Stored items
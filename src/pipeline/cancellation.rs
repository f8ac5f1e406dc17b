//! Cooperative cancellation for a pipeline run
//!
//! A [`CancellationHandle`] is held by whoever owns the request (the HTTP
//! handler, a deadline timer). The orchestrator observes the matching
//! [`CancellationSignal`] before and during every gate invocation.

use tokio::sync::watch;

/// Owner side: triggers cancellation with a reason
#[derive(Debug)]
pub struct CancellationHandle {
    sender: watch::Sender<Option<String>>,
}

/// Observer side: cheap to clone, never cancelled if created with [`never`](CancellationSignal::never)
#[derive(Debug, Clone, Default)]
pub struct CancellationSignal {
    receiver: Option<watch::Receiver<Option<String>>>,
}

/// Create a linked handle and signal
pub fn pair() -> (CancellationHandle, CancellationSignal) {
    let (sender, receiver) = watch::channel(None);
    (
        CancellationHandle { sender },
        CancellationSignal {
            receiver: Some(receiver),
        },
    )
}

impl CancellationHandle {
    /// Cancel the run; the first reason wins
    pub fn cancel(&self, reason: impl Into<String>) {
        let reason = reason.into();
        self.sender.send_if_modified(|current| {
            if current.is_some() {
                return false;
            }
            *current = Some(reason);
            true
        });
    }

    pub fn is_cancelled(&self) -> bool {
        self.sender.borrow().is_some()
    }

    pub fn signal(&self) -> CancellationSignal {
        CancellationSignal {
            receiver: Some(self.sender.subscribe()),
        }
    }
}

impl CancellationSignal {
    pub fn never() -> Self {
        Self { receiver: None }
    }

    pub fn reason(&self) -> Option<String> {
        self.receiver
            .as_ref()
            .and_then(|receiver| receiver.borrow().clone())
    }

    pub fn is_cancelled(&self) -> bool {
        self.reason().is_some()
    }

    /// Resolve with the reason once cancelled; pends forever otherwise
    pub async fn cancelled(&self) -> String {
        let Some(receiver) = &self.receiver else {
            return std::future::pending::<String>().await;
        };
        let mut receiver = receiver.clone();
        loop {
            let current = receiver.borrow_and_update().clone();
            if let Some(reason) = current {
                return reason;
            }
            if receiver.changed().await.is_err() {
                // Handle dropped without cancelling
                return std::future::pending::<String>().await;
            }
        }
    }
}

Work request ->
Return all of the entries word for word.

Task solution ->
filename src/pipeline/cancellation.rs
repository f8ac5f1e406dc17b
//! Cooperative cancellation for a pipeline run
//!
//! A [`CancellationHandle`] is held by whoever owns the request (the HTTP
//! handler, a deadline timer). The orchestrator observes the matching
//! [`CancellationSignal`] before and during every gate invocation.

use tokio::sync::watch;

/// Owner side: triggers cancellation with a reason
#[derive(Debug)]
pub struct CancellationHandle {
    sender: watch::Sender<Option<String>>,
}

/// Observer side: cheap to clone, never cancelled if created with [`never`](CancellationSignal::never)
#[derive(Debug, Clone, Default)]
pub struct CancellationSignal {
    receiver: Option<watch::Receiver<Option<String>>>,
}

/// Create a linked handle and signal
pub fn pair() -> (CancellationHandle, CancellationSignal) {
    let (sender, receiver) = watch::channel(None);
    (
        CancellationHandle { sender },
        CancellationSignal {
            receiver: Some(receiver),
        },
    )
}

impl CancellationHandle {
    /// Cancel the run; the first reason wins
    pub fn cancel(&self, reason: impl Into<String>) {
        let reason = reason.into();
        self.sender.send_if_modified(|current| {
            if current.is_some() {
                return false;
            }
            *current = Some(reason);
            true
        });
    }

    pub fn is_cancelled(&self) -> bool {
        self.sender.borrow().is_some()
    }

    pub fn signal(&self) -> CancellationSignal {
        CancellationSignal {
            receiver: Some(self.sender.subscribe()),
        }
    }
}

impl CancellationSignal {
    pub fn never() -> Self {
        Self { receiver: None }
    }

    pub fn reason(&self) -> Option<String> {
        self.receiver
            .as_ref()
            .and_then(|receiver| receiver.borrow().clone())
    }

    pub fn is_cancelled(&self) -> bool {
        self.reason().is_some()
    }

    /// Resolve with the reason once cancelled; pends forever otherwise
    pub async fn cancelled(&self) -> String {
        let Some(receiver) = &self.receiver else {
            return std::future::pending::<String>().await;
        };
        let mut receiver = receiver.clone();
        loop {
            let current = receiver.borrow_and_update().clone();
            if let Some(reason) = current {
                return reason;
            }
            if receiver.changed().await.is_err() {
                // Handle dropped without cancelling
                return std::future::pending::<String>().await;
            }
        }
    }
}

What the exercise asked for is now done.